Far off and safely to the right, small planes come and go, an incessant bee-buzz announcing a sprint to rotation and takeoff; a fluctuating give and take of engines and air flow accompanying touchdowns.

To the left, safe in the rustling grasses, stunted trees and sandy, dry pine barrens, rare and endangered Karner Blue Butterflies do silent takeoffs and landings of their own.

But here, twixt the two schools of flight at the Concord Airport, Aaron Cottreau, 16, has made a landing of his own - in the seat of a Volvo where, on an abandoned, clearly demarcated strip of runway, he's ready for takeoff, where he will learn driving secrets that should not be secret; that every young driver must know and every older driver should know.

This is our Sweet Ride this month and it's different; perhaps it is more a Sweet Ride to a Sweet Science (and driving a car is a science, not a mysterious undertaking).

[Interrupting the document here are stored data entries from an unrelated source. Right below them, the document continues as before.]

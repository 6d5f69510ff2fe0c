pub mod commands;
pub mod config;
pub mod core;
pub mod interactors;
pub mod logging;
pub mod metadata;
pub mod resources;
pub mod shell;

pub use crate::core::{Crypto, CryptoError, ScpTransport, TransportEngine, TransportError};
pub use metadata::{Host, Hosts, Job, TransportAction, TransportMetadata};
pub use resources::{Resource, ResourceKind};

pub mod dirs {
    use std::path::PathBuf;

    /// 用户配置目录
    pub fn config_dir() -> Option<PathBuf> {
        if let Ok(dir) = std::env::var("VAULTFERRY_CONFIG_DIR") {
            return Some(PathBuf::from(dir));
        }

        let base = if cfg!(target_os = "windows") {
            std::env::var("APPDATA").ok().map(PathBuf::from)
        } else if cfg!(target_os = "macos") {
            std::env::var("HOME")
                .ok()
                .map(|h| PathBuf::from(h).join("Library").join("Application Support"))
        } else {
            // Linux
            std::env::var("XDG_CONFIG_HOME")
                .ok()
                .map(PathBuf::from)
                .or_else(|| std::env::var("HOME").ok().map(|h| PathBuf::from(h).join(".config")))
        };
        base.map(|p| p.join("vaultferry"))
    }
}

This is the Stevens Advanced Driver Training skid school, where teens are taught in Volvos supplied at lightened lease rates by New Hampshire's Lovering Family Foundation. The Lovering family owns three Volvo franchises in the state and will soon provide the Volvos to the school at no cost. In addition, it helps to supply partial or full scholarships for many eligible students so they can learn what they don't learn in basic driver training.

I've written about this school in the past, and I always like to point out that I don't know anyone who's ever been killed parallel parking.

But I have received a letter from the father of a dead girl who rolled an SUV because she did not know how to properly use ABS or make an emergency lane change. If only she had known, he wrote.

And then there was the 16-year-old who, only days after taking the course, safely avoided a collision with a deer and managed to not go crashing into trees in the forest.

"I could have been killed,'' he told me.

So now comes Aaron on a day that provides both rain and sunshine - perfect.

He's at the wheel for a series of exercises, and like almost any young driver you ask says, at first, 35 miles per hour is not fast.

Try that in a school zone, these teens are told, before being sent out to navigate a tortuous twist of orange cones, most of them mowing down several of them. What if these were kids crossing the road? I like to ask them.

Aaron's mother, Christine, has a hearty laugh that goes from pleased to nervous as she watches her boy put through the paces - sometimes watching from a folding chair on the sidelines, other times planted in the same car, or another with an instructor giving demonstrations.

"Oh my God, Oh my God,'' she repeats several times - even while laughing. It is the reaction parents should have when you consider that most of the potentially dumb and dangerous situations their children will mimic today are also likely situations in which far too many young drivers - over-confident, egged on by friends, distracted by an array of dashboard entertainment - will find themselves in a real and deadly world.

Sandy Stevens is the originator of what is among the finest advanced driving schools in the country. They teach business groups, adults, police and others how to stay alive behind the wheel. In fact, one of the instructors this day, Jori Fairbanks, is a police officer herself, and she is palpably pleased each time she gets behind the wheel. Stevens is dead-on serious in promoting a safer world for young drivers.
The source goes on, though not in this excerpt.